**What you are asked to do:**
Only lines containing "LaunchMode" are wanted from the data below. Copy those lines.

**Excerpted data:**
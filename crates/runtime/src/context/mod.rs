//! Execution context: the engine-facing side of a session.
//!
//! A context owns one storage backend and at most one open database handle.
//! [`ExecutionContext::serve`] reads requests off a transport and answers them
//! strictly one at a time, in arrival order. Every request that expects a
//! reply gets exactly one response, success or typed error.

mod engine;

#[cfg(test)]
mod tests;

use std::path::{Path, PathBuf};

use serde_json::Value;
use sqlw_protocol::{
	Command, ErrorKind, ErrorPayload, Event, Reply, Request, Response, Snapshot,
};
use tokio::io::{AsyncRead, AsyncWrite};

use self::engine::{Database, EngineResult};
use crate::error::Result;
use crate::storage::StorageBackend;
use crate::transport::{PipeTransport, TransportParts};

/// Engine host for one session.
pub struct ExecutionContext {
	name: String,
	backend: StorageBackend,
	db: Option<Database>,
}

impl ExecutionContext {
	pub fn new(name: impl Into<String>, backend: StorageBackend) -> Self {
		Self {
			name: name.into(),
			backend,
			db: None,
		}
	}

	pub fn name(&self) -> &str {
		&self.name
	}

	pub fn backend(&self) -> &StorageBackend {
		&self.backend
	}

	/// Returns true while a database handle is open.
	pub fn is_open(&self) -> bool {
		self.db.is_some()
	}

	/// Runs one command to completion.
	///
	/// Returns `None` for [`Command::Terminate`], which is never answered.
	pub fn handle(&mut self, command: Command) -> Option<std::result::Result<Reply, ErrorPayload>> {
		let result = match command {
			Command::CreateDb { name } => self.create_db(&name),
			Command::ExecuteQuery { sql } => self
				.database()
				.and_then(|db| db.execute_query(&sql))
				.map(|rows| Reply::QueryResult { rows }),
			Command::PrepareStatement { sql, values } => self
				.database()
				.and_then(|db| db.prepare_statement(&sql, &values))
				.map(|records| Reply::StatementResult { records }),
			Command::UploadDb { name, snapshot } => self.upload_db(&name, snapshot),
			Command::DownloadDb => self
				.database()
				.and_then(Database::export)
				.map(|snapshot| Reply::SnapshotBlob { snapshot }),
			Command::CloseDb => {
				self.close();
				Ok(Reply::Closed)
			}
			Command::Terminate => return None,
		};
		Some(result)
	}

	fn database(&self) -> EngineResult<&Database> {
		self.db.as_ref().ok_or_else(|| {
			ErrorPayload::new(
				ErrorKind::NoDatabase,
				format!("No database is open in session '{}'", self.name),
			)
		})
	}

	fn create_db(&mut self, name: &str) -> EngineResult<Reply> {
		self.close();

		let (db, message) = match &self.backend {
			StorageBackend::Durable(store) => {
				std::fs::create_dir_all(store.root()).map_err(|e| {
					ErrorPayload::new(
						ErrorKind::NoDatabase,
						format!("Failed to create storage root: {e}"),
					)
				})?;
				let path = store.path_for(name);
				let db = Database::open_durable(&path)?;
				let message = format!(
					"Database '{name}' opened with durable storage at {}",
					path.display()
				);
				(db, message)
			}
			StorageBackend::Transient => (
				Database::open_transient()?,
				format!("Database '{name}' opened in transient memory (durable storage unavailable)"),
			),
		};

		tracing::info!(session = %self.name, backend = ?self.backend.kind(), "Database opened");
		self.db = Some(db);

		Ok(Reply::Created {
			message,
			backend: self.backend.kind(),
		})
	}

	fn upload_db(&mut self, name: &str, snapshot: Snapshot) -> EngineResult<Reply> {
		let StorageBackend::Durable(store) = &self.backend else {
			return Err(ErrorPayload::new(
				ErrorKind::StorageUnsupported,
				"Durable storage is not available to import into",
			));
		};

		if snapshot.is_empty() {
			return Err(ErrorPayload::new(ErrorKind::ImportError, "Imported image is empty"));
		}
		if !snapshot.has_sqlite_header() {
			return Err(ErrorPayload::new(
				ErrorKind::ImportError,
				"Imported image is not an SQLite database",
			));
		}

		let import_error =
			|message: String| ErrorPayload::new(ErrorKind::ImportError, message);

		// nothing the session can see changes until the staged copy opens
		let staged = store
			.stage_image(snapshot.as_bytes())
			.map_err(|e| import_error(format!("Failed to write image: {e}")))?;
		Database::open_durable(staged.path())
			.and_then(|db| {
				let verified = db.verify();
				db.close();
				verified
			})
			.map_err(|e| import_error(format!("Imported image is unreadable: {}", e.message)))?;

		// the target may be the file currently open
		let prior = self.db.take().and_then(|db| {
			let path = db.path().map(Path::to_path_buf);
			db.close();
			path
		});

		let path = match store.commit_image(name, staged) {
			Ok(path) => path,
			Err(e) => {
				self.reopen(prior);
				return Err(import_error(format!("Failed to replace database: {e}")));
			}
		};

		let db = match Database::open_durable(&path) {
			Ok(db) => db,
			Err(e) => {
				self.reopen(prior);
				return Err(e);
			}
		};
		let size = snapshot.len() as u64;
		tracing::info!(session = %self.name, size, path = %path.display(), "Database imported");
		self.db = Some(db);

		Ok(Reply::Imported {
			message: format!("Imported {size} bytes into '{name}'"),
			size,
		})
	}

	/// Best-effort reopen of a handle closed for an import that then failed.
	fn reopen(&mut self, prior: Option<PathBuf>) {
		let Some(path) = prior else {
			return;
		};
		match Database::open_durable(&path) {
			Ok(db) => self.db = Some(db),
			Err(e) => {
				tracing::warn!(session = %self.name, path = %path.display(), "Failed to reopen database: {}", e.message);
			}
		}
	}

	/// Closes the open handle, if any.
	pub fn close(&mut self) {
		if let Some(db) = self.db.take() {
			tracing::debug!(
				session = %self.name,
				path = ?db.path(),
				"Closing database"
			);
			db.close();
		}
	}

	/// Serves requests from `parts` until terminated or until the controller
	/// goes away.
	pub async fn serve(mut self, parts: TransportParts) -> Result<()> {
		let TransportParts {
			mut sender,
			receiver,
			mut message_rx,
		} = parts;

		let name = self.name.clone();
		let reader = tokio::spawn(async move {
			if let Err(e) = receiver.run().await {
				tracing::error!(session = %name, "Context transport read error: {}", e);
			}
		});

		tracing::debug!(session = %self.name, "Execution context serving");

		while let Some(value) = message_rx.recv().await {
			let request = match serde_json::from_value::<Request>(value.clone()) {
				Ok(request) => request,
				Err(e) => {
					let Some(id) = request_id(&value) else {
						tracing::warn!(session = %self.name, "Dropping undecodable request: {}", e);
						continue;
					};
					let response = Response::err(
						id,
						ErrorPayload::new(ErrorKind::Protocol, format!("Malformed request: {e}")),
					);
					if sender.send(serde_json::to_value(&response)?).await.is_err() {
						break;
					}
					continue;
				}
			};

			let Request { id, command } = request;
			let action = command.action();

			let Some(result) = self.handle(command) else {
				tracing::info!(session = %self.name, "Execution context terminating");
				let event = Event::Terminated {
					name: self.name.clone(),
				};
				let _ = sender.send(serde_json::to_value(&event)?).await;
				break;
			};

			let response = match result {
				Ok(reply) => Response::ok(id, reply),
				Err(error) => {
					tracing::debug!(session = %self.name, id, action, kind = %error.kind, "Command failed");
					Response::err(id, error)
				}
			};

			if let Err(e) = sender.send(serde_json::to_value(&response)?).await {
				tracing::debug!(session = %self.name, "Controller went away: {}", e);
				break;
			}
		}

		reader.abort();
		self.close();
		tracing::debug!(session = %self.name, "Execution context stopped");
		Ok(())
	}

	/// Serves requests framed on a byte stream pair, such as process stdio.
	pub async fn serve_pipe<W, R>(self, writer: W, reader: R) -> Result<()>
	where
		W: AsyncWrite + Unpin + Send + 'static,
		R: AsyncRead + Unpin + Send + 'static,
	{
		let (transport, message_rx) = PipeTransport::new(writer, reader);
		self.serve(transport.into_transport_parts(message_rx)).await
	}
}

impl Drop for ExecutionContext {
	fn drop(&mut self) {
		self.close();
	}
}

fn request_id(value: &Value) -> Option<u32> {
	value
		.get("id")
		.and_then(Value::as_u64)
		.and_then(|id| u32::try_from(id).ok())
}
//! Starting execution contexts.
//!
//! A context runs either on a dedicated OS thread with its own
//! single-threaded tokio runtime, or in a child process that serves one
//! context over its stdio (`<program> worker --session <name> [--root <dir>]`).

use std::path::{Path, PathBuf};
use std::process::Stdio;
use std::thread::JoinHandle;

use tokio::process::{Child, Command};

use crate::context::ExecutionContext;
use crate::error::{Error, Result};
use crate::storage::StorageBackend;
use crate::transport::{PipeTransport, TransportParts, channel_pair};

/// Subcommand a worker process is started with.
pub const WORKER_SUBCOMMAND: &str = "worker";

/// Where execution contexts run.
#[derive(Debug, Clone, Default, PartialEq, Eq)]
pub enum LaunchMode {
	/// Dedicated thread in this process.
	#[default]
	Thread,
	/// Child process running `program worker`.
	Process { program: PathBuf },
}

impl LaunchMode {
	/// Spawns the current executable as the worker program.
	pub fn current_exe() -> Result<Self> {
		let program = std::env::current_exe()
			.map_err(|e| Error::LaunchFailed(format!("Failed to locate current executable: {e}")))?;
		Ok(LaunchMode::Process { program })
	}
}

/// Whatever keeps a launched context alive.
#[derive(Debug)]
pub enum Worker {
	Thread(JoinHandle<()>),
	Process(Child),
}

impl Worker {
	/// Returns true while the context is still running.
	pub fn is_running(&mut self) -> bool {
		match self {
			Worker::Thread(handle) => !handle.is_finished(),
			Worker::Process(child) => matches!(child.try_wait(), Ok(None)),
		}
	}

	/// Forcefully stops a worker process. Threads exit on their own once
	/// their channel closes.
	pub fn kill(&mut self) {
		if let Worker::Process(child) = self {
			if let Err(e) = child.start_kill() {
				tracing::debug!("Worker process already gone: {}", e);
			}
		}
	}
}

/// A freshly started context and the controller side of its channel.
pub struct Launched {
	pub parts: TransportParts,
	pub worker: Worker,
}

/// Starts a context for `name` backed by `backend`.
pub fn launch(mode: &LaunchMode, name: &str, backend: StorageBackend) -> Result<Launched> {
	match mode {
		LaunchMode::Thread => launch_thread(name, backend),
		LaunchMode::Process { program } => launch_process(program, name, &backend),
	}
}

fn launch_thread(name: &str, backend: StorageBackend) -> Result<Launched> {
	let (controller, context_side) = channel_pair();
	let context = ExecutionContext::new(name, backend);
	let session = name.to_string();

	let handle = std::thread::Builder::new()
		.name(format!("sqlw-{name}"))
		.spawn(move || {
			let runtime = match tokio::runtime::Builder::new_current_thread()
				.enable_all()
				.build()
			{
				Ok(runtime) => runtime,
				Err(e) => {
					tracing::error!(session = %session, "Failed to build context runtime: {}", e);
					return;
				}
			};

			if let Err(e) = runtime.block_on(context.serve(context_side)) {
				tracing::error!(session = %session, "Execution context failed: {}", e);
			}
		})
		.map_err(|e| Error::LaunchFailed(format!("Failed to spawn context thread: {e}")))?;

	tracing::debug!(session = %name, "Context thread started");

	Ok(Launched {
		parts: controller,
		worker: Worker::Thread(handle),
	})
}

fn launch_process(program: &Path, name: &str, backend: &StorageBackend) -> Result<Launched> {
	let mut cmd = Command::new(program);
	cmd.arg(WORKER_SUBCOMMAND)
		.arg("--session")
		.arg(name)
		.stdin(Stdio::piped())
		.stdout(Stdio::piped())
		.stderr(Stdio::inherit())
		.kill_on_drop(true);

	if let Some(store) = backend.durable() {
		cmd.arg("--root").arg(store.root());
	}

	let mut child = cmd
		.spawn()
		.map_err(|e| Error::LaunchFailed(format!("Failed to spawn process: {}", e)))?;

	let (Some(stdin), Some(stdout)) = (child.stdin.take(), child.stdout.take()) else {
		let _ = child.start_kill();
		return Err(Error::LaunchFailed(
			"Worker process has no stdio pipes".to_string(),
		));
	};

	let (transport, message_rx) = PipeTransport::new(stdin, stdout);
	tracing::debug!(session = %name, pid = ?child.id(), "Context process started");

	Ok(Launched {
		parts: transport.into_transport_parts(message_rx),
		worker: Worker::Process(child),
	})
}

/// Serves one context over this process's stdio until terminated.
///
/// Entry point of the worker subcommand.
pub async fn serve_stdio(name: &str, backend: StorageBackend) -> Result<()> {
	let context = ExecutionContext::new(name, backend);
	context
		.serve_pipe(tokio::io::stdout(), tokio::io::stdin())
		.await
}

**Result below:**
pub enum LaunchMode {
impl LaunchMode {
		Ok(LaunchMode::Process { program })
pub fn launch(mode: &LaunchMode, name: &str, backend: StorageBackend) -> Result<Launched> {
		LaunchMode::Thread => launch_thread(name, backend),
		LaunchMode::Process { program } => launch_process(program, name, &backend),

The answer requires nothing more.